Don’t think about the guilt or the shame or regret. Don’t tell anyone. Don’t make new friends and don’t maintain old friendships so you won’t risk spilling it all out over coffee, or a more likely, few drinks.

Don’t think about how the world is ending anyway—stop reminding people of this in person in general. They know. We all know. Stop feeling guilty for having children and helping the world end faster. Stop trying to de-age in general. Stop thinking about all the things other people your age have done in comparison. Don’t think about your empty passport pages, your children’s hand-me-downs, your WIC card. Don’t think about your mom, and how she’ll never retire, or how she takes out credit cards to pay for Christmas presents. Don’t think about how poverty is a cycle, is insidious. Don’t think about how you may have escaped it, but now how everything tastes like Shit on a Shingle.

Think about this instead:

Wrap yourself in the memory of how the sun felt pouring through an open window while driving down Highway 1, feel this sensation when your baby snuggles beside you, her big eyes swallowing the sky whole. Or, the first time you witnessed your toddler perform on stage, exuding more confidence than you’ve had in your entire lifetime, how she unabashedly shares her mind, and how you think of her when you’re scared to tell the truth in public spaces.

Think fondly of before:

The lowlight of city sidewalks on an October afternoon as you hazily held the hand of a new lover and made him your whole life. How you repave entire cities and worlds to find your own path, how unapologetically courageous it is to head into things straight-on, even in the hard times, when you crave stillness. Seek for stillness in the long nights, the tufts of the baby’s hair between your fingertips, your husband’s toes between the arches of your feet to keep them warm. Imagine how your spaghetti sauce tastes only to your daughter, how she’ll spend the better part of her college years missing it with such fierceness, she’ll visit you twice as often—don’t tell her your secret, that it’s canned tomatoes and jarred garlic—so that she’ll keep coming home to ask for it.

Think about your smallness, your bigness, of the impossibility it is to have known it all before, just to have it all then.

Think about Paris in wintertime, the streets slack with moisture, the sound of your heels clicking across cobblestone the night you turned thirty.
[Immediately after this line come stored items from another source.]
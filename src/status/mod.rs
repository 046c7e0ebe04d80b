//! Device availability tracking.
//!
//! Turns noisy per-poll reachability results into a stable device status
//! with hysteresis, and keeps the rolling poll and response-time statistics.

mod sample;
mod tracker;

pub use sample::*;
pub use tracker::*;

use chrono::{DateTime, Utc};
use serde::{Deserialize, Serialize};
use std::fmt;
use std::str::FromStr;

/// Initial `min_time` for a device that has never answered a poll.
pub const DEFAULT_MIN_TIME: f64 = 9.99999;

/// Diagnostic used when SNMP is the only availability check but the device
/// has no SNMP credentials configured.
pub const SNMP_NOT_REQUIRED: &str = "Device does not require SNMP";

/// Stable status of a monitored device.
#[derive(Debug, Clone, Copy, PartialEq, Eq, Default, Serialize, Deserialize)]
#[serde(rename_all = "lowercase")]
pub enum HostStatus {
    #[default]
    Unknown,
    Down,
    Recovering,
    Up,
}

impl HostStatus {
    /// Integer code used in the database.
    pub fn code(self) -> i64 {
        match self {
            HostStatus::Unknown => 0,
            HostStatus::Down => 1,
            HostStatus::Recovering => 2,
            HostStatus::Up => 3,
        }
    }

    /// Decode a stored status; unrecognized codes load as `Unknown`.
    pub fn from_code(code: i64) -> Self {
        match code {
            1 => HostStatus::Down,
            2 => HostStatus::Recovering,
            3 => HostStatus::Up,
            _ => HostStatus::Unknown,
        }
    }
}

impl fmt::Display for HostStatus {
    fn fmt(&self, f: &mut fmt::Formatter<'_>) -> fmt::Result {
        match self {
            HostStatus::Unknown => write!(f, "unknown"),
            HostStatus::Down => write!(f, "down"),
            HostStatus::Recovering => write!(f, "recovering"),
            HostStatus::Up => write!(f, "up"),
        }
    }
}

/// Which reachability checks decide whether a device is up.
#[derive(Debug, Clone, Copy, PartialEq, Eq, Default, Serialize, Deserialize)]
#[serde(rename_all = "snake_case")]
pub enum AvailabilityMode {
    None,
    SnmpAndPing,
    Snmp,
    #[default]
    Ping,
    SnmpOrPing,
}

impl AvailabilityMode {
    pub fn code(self) -> i64 {
        match self {
            AvailabilityMode::None => 0,
            AvailabilityMode::SnmpAndPing => 1,
            AvailabilityMode::Snmp => 2,
            AvailabilityMode::Ping => 3,
            AvailabilityMode::SnmpOrPing => 4,
        }
    }

    pub fn from_code(code: i64) -> Self {
        match code {
            0 => AvailabilityMode::None,
            1 => AvailabilityMode::SnmpAndPing,
            2 => AvailabilityMode::Snmp,
            4 => AvailabilityMode::SnmpOrPing,
            _ => AvailabilityMode::Ping,
        }
    }

    /// Whether the ping check takes part in this mode.
    pub fn uses_ping(self) -> bool {
        matches!(
            self,
            AvailabilityMode::Ping | AvailabilityMode::SnmpAndPing | AvailabilityMode::SnmpOrPing
        )
    }

    /// Whether the SNMP check takes part in this mode.
    pub fn uses_snmp(self) -> bool {
        matches!(
            self,
            AvailabilityMode::Snmp | AvailabilityMode::SnmpAndPing | AvailabilityMode::SnmpOrPing
        )
    }
}

/// Poller log verbosity. Ordered from quietest to loudest.
#[derive(Debug, Clone, Copy, PartialEq, Eq, PartialOrd, Ord, Default, Serialize, Deserialize)]
#[serde(rename_all = "lowercase")]
pub enum LogVerbosity {
    None,
    #[default]
    Low,
    Medium,
    High,
    Debug,
}

impl LogVerbosity {
    pub fn from_code(code: i64) -> Option<Self> {
        match code {
            1 => Some(LogVerbosity::None),
            2 => Some(LogVerbosity::Low),
            3 => Some(LogVerbosity::Medium),
            4 => Some(LogVerbosity::High),
            5 => Some(LogVerbosity::Debug),
            _ => None,
        }
    }
}

impl FromStr for LogVerbosity {
    type Err = String;

    /// Accepts either the level name or its numeric code (`1`..`5`).
    fn from_str(s: &str) -> Result<Self, Self::Err> {
        let s = s.trim();
        if let Ok(code) = s.parse::<i64>() {
            return LogVerbosity::from_code(code)
                .ok_or_else(|| format!("log verbosity out of range: {}", code));
        }
        match s.to_ascii_lowercase().as_str() {
            "none" => Ok(LogVerbosity::None),
            "low" => Ok(LogVerbosity::Low),
            "medium" => Ok(LogVerbosity::Medium),
            "high" => Ok(LogVerbosity::High),
            "debug" => Ok(LogVerbosity::Debug),
            other => Err(format!("unknown log verbosity: {}", other)),
        }
    }
}

/// Up/down signal derived from one poll cycle.
#[derive(Debug, Clone, Copy, PartialEq, Eq)]
pub enum Observation {
    Up,
    Down,
}

/// Per-device status record, persisted after every poll.
#[derive(Debug, Clone, PartialEq, Serialize, Deserialize)]
pub struct DeviceHealthRecord {
    pub status: HostStatus,
    pub status_event_count: u32,
    /// `None` is the unset sentinel.
    pub status_fail_date: Option<DateTime<Utc>>,
    pub status_rec_date: Option<DateTime<Utc>>,
    pub status_last_error: String,
    pub total_polls: u64,
    pub failed_polls: u64,
    /// Percentage of successful polls.
    pub availability: f64,
    /// Response times in milliseconds.
    pub cur_time: f64,
    pub min_time: f64,
    pub max_time: f64,
    pub avg_time: f64,
    pub snmp_community: String,
    pub snmp_version: u8,
}

impl Default for DeviceHealthRecord {
    fn default() -> Self {
        Self {
            status: HostStatus::Unknown,
            status_event_count: 0,
            status_fail_date: None,
            status_rec_date: None,
            status_last_error: String::new(),
            total_polls: 0,
            failed_polls: 0,
            availability: 100.0,
            cur_time: 0.0,
            min_time: DEFAULT_MIN_TIME,
            max_time: 0.0,
            avg_time: 0.0,
            snmp_community: String::new(),
            snmp_version: 1,
        }
    }
}

impl DeviceHealthRecord {
    /// SNMP v1/v2c without a community string is never checked, so it does
    /// not count toward availability.
    pub fn snmp_applicable(&self) -> bool {
        !(self.snmp_community.is_empty() && self.snmp_version != 3)
    }
}

/// Raw outcome of one poll cycle.
#[derive(Debug, Clone, PartialEq, Serialize)]
pub struct ProbeResult {
    /// Ping response time in milliseconds, or a non-numeric marker.
    pub ping_status: String,
    pub ping_response: String,
    /// SNMP response time in milliseconds, or a non-numeric marker.
    pub snmp_status: String,
    pub snmp_response: String,
}

impl Default for ProbeResult {
    fn default() -> Self {
        Self {
            ping_status: UNKNOWN_SAMPLE.to_string(),
            ping_response: String::new(),
            snmp_status: UNKNOWN_SAMPLE.to_string(),
            snmp_response: String::new(),
        }
    }
}

/// Log severity of a [`StatusEvent`].
#[derive(Debug, Clone, Copy, PartialEq, Eq, Serialize, Deserialize)]
#[serde(rename_all = "UPPERCASE")]
pub enum Severity {
    Error,
    Notice,
    Info,
}

impl Severity {
    pub fn as_str(self) -> &'static str {
        match self {
            Severity::Error => "ERROR",
            Severity::Notice => "NOTICE",
            Severity::Info => "INFO",
        }
    }

    pub fn parse(s: &str) -> Option<Self> {
        match s {
            "ERROR" => Some(Severity::Error),
            "NOTICE" => Some(Severity::Notice),
            "INFO" => Some(Severity::Info),
            _ => None,
        }
    }
}

impl fmt::Display for Severity {
    fn fmt(&self, f: &mut fmt::Formatter<'_>) -> fmt::Result {
        f.write_str(self.as_str())
    }
}

/// Which probe a diagnostic line describes.
#[derive(Debug, Clone, Copy, PartialEq, Eq)]
pub enum ProbeChannel {
    Ping,
    Snmp,
}

/// Something the tracker wants logged or alerted.
#[derive(Debug, Clone, PartialEq)]
pub enum StatusEvent {
    /// The failure threshold was reached.
    DeviceDown { device_id: i64, last_error: String },
    /// The recovery threshold was reached.
    DeviceRecovered { device_id: i64 },
    /// Raw probe response, only produced at high verbosity.
    Diagnostic {
        device_id: i64,
        channel: ProbeChannel,
        response: String,
    },
}

impl StatusEvent {
    pub fn severity(&self) -> Severity {
        match self {
            StatusEvent::DeviceDown { .. } => Severity::Error,
            StatusEvent::DeviceRecovered { .. } => Severity::Notice,
            StatusEvent::Diagnostic { .. } => Severity::Info,
        }
    }

    /// Status transitions are alerts; diagnostics are not.
    pub fn is_alert(&self) -> bool {
        !matches!(self, StatusEvent::Diagnostic { .. })
    }

    pub fn device_id(&self) -> i64 {
        match self {
            StatusEvent::DeviceDown { device_id, .. }
            | StatusEvent::DeviceRecovered { device_id }
            | StatusEvent::Diagnostic { device_id, .. } => *device_id,
        }
    }

    pub fn message(&self) -> String {
        match self {
            StatusEvent::DeviceDown {
                device_id,
                last_error,
            } => format!(
                "Device[{}] ERROR: HOST EVENT: Device is DOWN Message: {}",
                device_id, last_error
            ),
            StatusEvent::DeviceRecovered { device_id } => format!(
                "Device[{}] NOTICE: HOST EVENT: Device Returned FROM DOWN State",
                device_id
            ),
            StatusEvent::Diagnostic {
                device_id,
                channel,
                response,
            } => {
                let tag = match channel {
                    ProbeChannel::Ping => "PING",
                    ProbeChannel::Snmp => "SNMP",
                };
                format!("Device[{}] {}: {}", device_id, tag, response)
            }
        }
    }
}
Think about how that memory will never fade, never disappear into the disintegrated soapy sponge, worn from overuse, how your sense of self has not really been suckled dry by breastfeeding your children, how your abs are still there, below the torn muscle from giving life. That your skin still glows between stress wrinkles, and by God, that your talent for cooking dinner is unmatched, and how no one does that for their families every night anymore but you.

Think of your own mother, the way she looked so tired and faraway, and yet, still held your hand in a gentle squeeze, still rubbed the back of your hand when you were sick, still loved you before and after all her past lives gelled together into yours.

Think of the universe, and stardust, and blackholes, all the shades of green that grass blades can be, how Montana’s horizon looks like a curved earth when it swallows sunset at 10p.m., or the skin of a ripe plum off your childhood tree. How nothing, and everything is just as hard as it always was—how nothing and everything is still inside you, no matter how many times you’ve swept or neglected to sweep the kitchen floors on any given day.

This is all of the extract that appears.